Created attachment 10486 [details] preprocessed C source code (assumes Linux glibc) exhibiting the code generation bug Compile this program with -O2 -march=pentium4 -ftree-vectorize on a Pentium 4 and run it. It will segfault. It works perfectly without vectorization.
The problem is that the vectorizer applies loop-peeling in order to align the data reference *(m->c+i), and peeling only works correctly if the data is naturally aligned (aligned on it's type size). This is what the vectorizer currently blindly assumes, but on the Pentium4 doubles are not necessarily 64bit aligned. Accidentally Devang and I discussed this issue last week, and Devang actually committed a patch to apple-ppc branch that works around the problem ( http://gcc.gnu.org/viewcvs?root=gcc&view=rev&rev=108214). Devang's patch however will not fix this PR - the patch he committed disables vectorization if the vectorizer was able to compute the misalignment, and discovered that it doesn't evenly divide by the type size. In this testcase the misalignment is unknown at compile time. To fix this problem we need to disable loop-peeling in the vectorizer if we can't prove that the data is naturally aligned. Alternatively, if we can't prove either way we can peel the loop but control the number of iterations it will execute using a runtime test (i.e. have the prolog loop iterate the entire loop-count if at runtime we discover that the data is not naturally aligned).

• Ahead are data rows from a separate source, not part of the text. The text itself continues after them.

//! Diesel queries, one module per table family.
//!
//! Functions here take a plain `&mut PgConnection` so they can run inside
//! `db::run` from a handler, from the seed binary, or inside a test
//! transaction.

pub mod patients;
pub mod queue;
pub mod referrals;
pub mod requests;
pub mod stats;
pub mod users;
pub mod visits;

use chrono::{NaiveDate, NaiveDateTime, Utc};

/// Current time as stored in `TIMESTAMP` columns (UTC, no zone).
pub fn now() -> NaiveDateTime {
    Utc::now().naive_utc()
}

/// UTC midnight at the start of the current day.
pub fn start_of_today() -> NaiveDateTime {
    today().and_time(chrono::NaiveTime::MIN)
}

pub fn today() -> NaiveDate {
    Utc::now().date_naive()
}

/// `%term%` for ILIKE, with LIKE wildcards in the term escaped.
pub fn like_pattern(term: &str) -> String {
    let escaped = term
        .trim()
        .replace('\\', "\\\\")
        .replace('%', "\\%")
        .replace('_', "\\_");
    format!("%{}%", escaped)
}

#[cfg(test)]
mod tests {
    use super::*;

    #[test]
    fn like_pattern_escapes_wildcards() {
        assert_eq!(like_pattern(" alice "), "%alice%");
        assert_eq!(like_pattern("50%_off"), "%50\\%\\_off%");
    }

    #[test]
    fn today_starts_at_midnight() {
        let start = start_of_today();
        assert_eq!(start.date(), today());
        assert_eq!(start.time(), chrono::NaiveTime::MIN);
        assert!(start <= now());
    }
}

related discussion: http://gcc.gnu.org/ml/gcc/2005-12/msg00390.html
Confirmed.
Any news on this one? The bug makes tree vectorization on pentium 4 totally useless. :-( Btw, here's a smaller code snippet for testing. Just compile it with gcc -O -msse2 -ftree-vectorize on a pentium 4 and see the resulting executable segfault: ================================ struct { char c; double d[2]; } a; int main() { int i; for ( i=0; i<2; ++i ) a.d[i]=0; return 0; } ================================
So I see Devang had sent a patch for this over a year ago: http://gcc.gnu.org/ml/gcc-patches/2006-03/msg00167.html I don't know what ever happened to it. Maybe you want to give it a try? (you may need to implement the new target hook for Pentium4). If you have problems applying the patch (it is a bit old) - I could try to help update the patch (not before next week though).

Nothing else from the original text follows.